I heard this quote a few years ago and it continues to help me in my struggle for control of my life. In my efforts to be a self-disciplined person, I was looking for some wisdom on the subject, and this was just the thing I needed to hear.
External Control
As a college football player, our coaches imposed certain demands that each athlete had to adhere to. These demands, though, were for our benefit. They made us work out constantly. They made us get up and go to class. They made us maintain a proper weight. They were able to control our behavior because they controlled something we all wanted--playing time on game day.
We knew that if we failed to meet their demands of us, our coaches had the power to keep us from playing.
It is no accident that, this time period was the most structured and disciplined of my life. I was in great shape, doing well academically, and achieving athletically.
However, my discipline was not SELF-discipline, and I was essentially being controlled by someone else.
Game Over
I learned a whole lot about myself after my playing days ended. No longer having the external discipline to force me to do certain things, I found myself slipping back into some bad habits. I didn't have the coaches around to make me do certain things. I kept eating as if I were still playing ball, but I wasn't working out nearly as much as I was. Consequently, my "physique" underwent some adjustments, let's say.

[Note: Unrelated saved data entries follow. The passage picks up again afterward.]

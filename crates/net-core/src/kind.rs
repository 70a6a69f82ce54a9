//! Interface kinds and their kind specific attributes

use std::convert::Infallible;
use std::fmt;
use std::str::FromStr;

use crate::fields::{data, FieldSpec, ValueKind};

static BRIDGE_FIELDS: &[FieldSpec] = &[
    data("br_forward_delay", ValueKind::Int),
    data("br_hello_time", ValueKind::Int),
    data("br_max_age", ValueKind::Int),
    data("br_ageing_time", ValueKind::Int),
    data("br_stp_state", ValueKind::Int),
    data("br_priority", ValueKind::Int),
    data("br_vlan_filtering", ValueKind::Int),
];

static BOND_FIELDS: &[FieldSpec] = &[
    data("bond_mode", ValueKind::Int),
    data("bond_miimon", ValueKind::Int),
    data("bond_updelay", ValueKind::Int),
    data("bond_downdelay", ValueKind::Int),
    data("bond_use_carrier", ValueKind::Int),
    data("bond_primary", ValueKind::Int),
    data("bond_xmit_hash_policy", ValueKind::Int),
    data("bond_min_links", ValueKind::Int),
];

static VLAN_FIELDS: &[FieldSpec] = &[
    data("vlan_id", ValueKind::Int),
    data("vlan_flags", ValueKind::Int),
    data("vlan_protocol", ValueKind::Int),
];

static VXLAN_FIELDS: &[FieldSpec] = &[
    data("vxlan_id", ValueKind::Int),
    data("vxlan_group", ValueKind::Ip),
    data("vxlan_local", ValueKind::Ip),
    data("vxlan_link", ValueKind::Int),
    data("vxlan_ttl", ValueKind::Int),
    data("vxlan_tos", ValueKind::Int),
    data("vxlan_port", ValueKind::Int),
    data("vxlan_learning", ValueKind::Int),
];

static GRE_FIELDS: &[FieldSpec] = &[
    data("gre_local", ValueKind::Ip),
    data("gre_remote", ValueKind::Ip),
    data("gre_ttl", ValueKind::Int),
    data("gre_ikey", ValueKind::Int),
    data("gre_okey", ValueKind::Int),
    data("gre_iflags", ValueKind::Int),
    data("gre_oflags", ValueKind::Int),
    data("gre_link", ValueKind::Int),
];

static MACVLAN_FIELDS: &[FieldSpec] = &[data("macvlan_mode", ValueKind::Int)];
static MACVTAP_FIELDS: &[FieldSpec] = &[data("macvtap_mode", ValueKind::Int)];
static IPVLAN_FIELDS: &[FieldSpec] = &[data("ipvlan_mode", ValueKind::Int)];

static TUNTAP_FIELDS: &[FieldSpec] = &[
    data("mode", ValueKind::Text),
    data("uid", ValueKind::Int),
    data("gid", ValueKind::Int),
    data("ifr", ValueKind::Int),
];

static VRF_FIELDS: &[FieldSpec] = &[data("vrf_table", ValueKind::Int)];

static BUILTIN_KINDS: [InterfaceKind; 13] = [
    InterfaceKind::Bridge,
    InterfaceKind::Bond,
    InterfaceKind::Veth,
    InterfaceKind::Vlan,
    InterfaceKind::Vxlan,
    InterfaceKind::Gre,
    InterfaceKind::Gretap,
    InterfaceKind::Macvlan,
    InterfaceKind::Macvtap,
    InterfaceKind::Ipvlan,
    InterfaceKind::Tuntap,
    InterfaceKind::Vrf,
    InterfaceKind::Dummy,
];

/// Interface kind, as reported in the link info of a message
#[derive(Debug, Clone, PartialEq, Eq, Hash)]
pub enum InterfaceKind {
    Bridge,
    Bond,
    Veth,
    Vlan,
    Vxlan,
    Gre,
    Gretap,
    Macvlan,
    Macvtap,
    Ipvlan,
    Tuntap,
    Vrf,
    Dummy,
    /// Kinds without a declared schema; carried through unchanged
    Other(String),
}

impl InterfaceKind {
    /// All kinds with a declared schema
    pub fn builtin() -> &'static [InterfaceKind] {
        &BUILTIN_KINDS
    }

    pub fn as_str(&self) -> &str {
        match self {
            InterfaceKind::Bridge => "bridge",
            InterfaceKind::Bond => "bond",
            InterfaceKind::Veth => "veth",
            InterfaceKind::Vlan => "vlan",
            InterfaceKind::Vxlan => "vxlan",
            InterfaceKind::Gre => "gre",
            InterfaceKind::Gretap => "gretap",
            InterfaceKind::Macvlan => "macvlan",
            InterfaceKind::Macvtap => "macvtap",
            InterfaceKind::Ipvlan => "ipvlan",
            InterfaceKind::Tuntap => "tuntap",
            InterfaceKind::Vrf => "vrf",
            InterfaceKind::Dummy => "dummy",
            InterfaceKind::Other(name) => name,
        }
    }

    /// Kind specific attributes
    pub fn data_fields(&self) -> &'static [FieldSpec] {
        match self {
            InterfaceKind::Bridge => BRIDGE_FIELDS,
            InterfaceKind::Bond => BOND_FIELDS,
            InterfaceKind::Vlan => VLAN_FIELDS,
            InterfaceKind::Vxlan => VXLAN_FIELDS,
            InterfaceKind::Gre | InterfaceKind::Gretap => GRE_FIELDS,
            InterfaceKind::Macvlan => MACVLAN_FIELDS,
            InterfaceKind::Macvtap => MACVTAP_FIELDS,
            InterfaceKind::Ipvlan => IPVLAN_FIELDS,
            InterfaceKind::Tuntap => TUNTAP_FIELDS,
            InterfaceKind::Vrf => VRF_FIELDS,
            InterfaceKind::Veth | InterfaceKind::Dummy | InterfaceKind::Other(_) => &[],
        }
    }

    /// Whether every link info data attribute is copied into the record
    pub fn flattens_link_info(&self) -> bool {
        matches!(
            self,
            InterfaceKind::Vxlan
                | InterfaceKind::Macvlan
                | InterfaceKind::Macvtap
                | InterfaceKind::Gre
                | InterfaceKind::Gretap
                | InterfaceKind::Ipvlan
        )
    }

    /// Kinds that emit no IPv6 address notifications while down
    pub fn silent_ipv6_when_down(&self) -> bool {
        matches!(
            self,
            InterfaceKind::Bond | InterfaceKind::Bridge | InterfaceKind::Veth
        )
    }
}

impl FromStr for InterfaceKind {
    type Err = Infallible;

    fn from_str(s: &str) -> Result<Self, Self::Err> {
        let kind = InterfaceKind::builtin()
            .iter()
            .find(|kind| kind.as_str() == s)
            .cloned()
            .unwrap_or_else(|| InterfaceKind::Other(s.to_string()));
        Ok(kind)
    }
}

impl fmt::Display for InterfaceKind {
    fn fmt(&self, f: &mut fmt::Formatter<'_>) -> fmt::Result {
        f.write_str(self.as_str())
    }
}

impl From<&str> for InterfaceKind {
    fn from(value: &str) -> Self {
        match value.parse() {
            Ok(kind) => kind,
            Err(never) => match never {},
        }
    }
}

It was clear to me that even though I knew the benefits of a disciplined lifestyle, the external discipline that was imposed on me externally, had not automatically taken hold internally.
So, in order to be a disciplined person, would I have to always need someone else to control my activities? (I guess that's why personal trainers, professional coaches, and "consultants" are making fortunes.)
I don't think so.
The Key to My Control
When I think back to my playing days and investigate the reasons that I behaved as I did, the reason I complied with the external demands is because I really wanted to play. If playing wasn't that important to me, I would have blown off workouts, skipped classes, etc. The reason I did A, B, and C, was simply because I really wanted D.
Now that I am in control of my behavior, I am getting better at identifying the D's in my life. But not only do I identify the things I want, I'm learning that I have to keep them in the forefront of my consciousness. Like the quote states, discipline (doing the right things on a day-to-day basis) is a function of remembering (keeping in mind) the things I really want.
The reason I eat things I shouldn't is because I forgot that I really want to be healthy and in great shape. The reason that I spent the money that I should have saved is because I forgot that I really want to be financially independent.
Very practically speaking, I've starting writing down what I really want in the two or three areas that I show the least self-discipline (typically my eating and spending habits). And when it is time to do those things (the moment of choice), I pull out my list of goals. I no longer have to be externally controlled, because I remember what it is that I really want.